Flu season is getting a late start in Minnesota, and the state department of health is hoping people will take advantage and get their vaccination before it hits.
Outbreaks and hospitalizations are down significantly from last year, when 12 schools had announced high rates of the flu, and there were 30 people who went in for flu-related symptoms.
But doctors say the first wave will come eventually.
Dr. John Benson with Mankato Clinic says, "Flu cases tend to alternate a bit. Bad winters, good winters, bad winters, good winters. This means there's a slow start, but id doesn't mean it can explode in a hurry."
There was a big bush for vaccination this year, and it came with protections for four strains of the virus.
But Dr. Benson says it is more of a roll of the dice.
And the same rules of good hygiene and getting the vaccination apply in the effort to protect those vulnerable to the disease.
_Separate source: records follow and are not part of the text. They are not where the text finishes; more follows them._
//! Batching frames into large byte chunks for I/O.

use super::FrameSource;

/// Groups a frame stream into byte chunks of up to `frames_per_chunk` frames.
///
/// Every chunk but the last is full. The stream ends as soon as a chunk would
/// come out empty; an empty chunk is never yielded.
pub struct Chunks<F: FrameSource> {
    source: F,
    frames_per_chunk: usize,
    done: bool,
}

impl<F: FrameSource> Chunks<F> {
    /// Batches `source` into chunks of `frames_per_chunk` frames.
    ///
    /// A chunk size of zero is treated as one.
    pub fn new(source: F, frames_per_chunk: usize) -> Self {
        Self {
            source,
            frames_per_chunk: frames_per_chunk.max(1),
            done: false,
        }
    }

    /// Frames per full chunk.
    pub fn frames_per_chunk(&self) -> usize {
        self.frames_per_chunk
    }

    /// Bytes per frame of the underlying source.
    pub fn frame_size(&self) -> usize {
        self.source.frame_size()
    }
}

impl<F: FrameSource> Iterator for Chunks<F> {
    type Item = Vec<u8>;

    fn next(&mut self) -> Option<Vec<u8>> {
        if self.done {
            return None;
        }
        let mut chunk = Vec::with_capacity(self.frames_per_chunk * self.source.frame_size());
        let mut frames = 0;
        while frames < self.frames_per_chunk && self.source.next_frame(&mut chunk) {
            frames += 1;
        }
        if frames < self.frames_per_chunk {
            self.done = true;
        }
        if chunk.is_empty() { None } else { Some(chunk) }
    }
}
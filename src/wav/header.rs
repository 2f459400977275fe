//! RIFF/WAVE header packing.

use super::format::{PCM_FORMAT_TAG, WavFormat};
use crate::{Error, Result};

/// Bytes in a canonical PCM WAV header.
pub const HEADER_LEN: usize = 44;

/// Header bytes counted by the RIFF size field ("WAVE" + fmt chunk + data chunk header).
const RIFF_OVERHEAD: u64 = HEADER_LEN as u64 - 8;

/// Width of the RIFF and data size fields a header writer can emit.
///
/// The format defines both fields as unsigned 32-bit, but many writers store
/// them through a signed integer and can only represent 31 bits.
#[derive(Debug, Clone, Copy, PartialEq, Eq, Default)]
pub enum SizeField {
    /// Full unsigned 32-bit sizes.
    #[default]
    Unsigned32,
    /// Sizes limited to `i32::MAX`.
    Signed31,
}

impl SizeField {
    /// Largest value the field can hold.
    pub fn limit(self) -> u64 {
        match self {
            SizeField::Unsigned32 => u32::MAX as u64,
            SizeField::Signed31 => i32::MAX as u64,
        }
    }

    /// Human-readable name of the layout.
    pub fn name(self) -> &'static str {
        match self {
            SizeField::Unsigned32 => "unsigned 32-bit",
            SizeField::Signed31 => "signed 31-bit",
        }
    }

    /// Largest data chunk size, in bytes, whose RIFF size still fits.
    ///
    /// One byte is reserved for the pad that follows an odd-sized data chunk.
    pub fn max_data_bytes(self) -> u64 {
        self.limit() - RIFF_OVERHEAD - 1
    }
}

/// Largest whole frame count a header can declare for `format`.
pub fn ceiling_frames(format: &WavFormat, field: SizeField) -> u64 {
    field.max_data_bytes() / format.block_align() as u64
}

/// Packs a header declaring `data_bytes` of sample data.
///
/// The RIFF size includes the pad byte of an odd-sized data chunk.
///
/// # Errors
///
/// Returns `Error::HeaderOverflow` if the sizes do not fit `field`.
pub fn pack_header(
    format: &WavFormat,
    data_bytes: u64,
    field: SizeField,
) -> Result<[u8; HEADER_LEN]> {
    if data_bytes > field.max_data_bytes() {
        return Err(Error::HeaderOverflow {
            frames: data_bytes / format.block_align() as u64,
            field: field.name(),
        });
    }
    let riff_size = RIFF_OVERHEAD + data_bytes + (data_bytes & 1);

    let mut header = [0u8; HEADER_LEN];
    let mut at = 0;
    let mut put = |bytes: &[u8]| {
        header[at..at + bytes.len()].copy_from_slice(bytes);
        at += bytes.len();
    };

    // RIFF header
    put(b"RIFF");
    put(&(riff_size as u32).to_le_bytes());
    put(b"WAVE");

    // fmt chunk
    put(b"fmt ");
    put(&16u32.to_le_bytes());
    put(&PCM_FORMAT_TAG.to_le_bytes());
    put(&format.channels().to_le_bytes());
    put(&format.frame_rate().to_le_bytes());
    put(&format.byte_rate().to_le_bytes());
    put(&format.block_align().to_le_bytes());
    put(&format.bits_per_sample().to_le_bytes());

    // data chunk
    put(b"data");
    put(&(data_bytes as u32).to_le_bytes());

    Ok(header)
}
Dr. Benson says, "For reasonably aged folks, the flu is not going to kill anybody. It's going to ruin a week of your life. There might be a couple of days where maybe you wished you were dead. It's the very young and very old who have trouble. It's a good idea to have good hygiene, but it's even a better idea to get the vaccine. One of the things I tell parents is to get vaccinated, not necessarily for themselves, but for their young children."
There have been zero deaths so far from the flu, and Mankato has yet to see a hospitalization.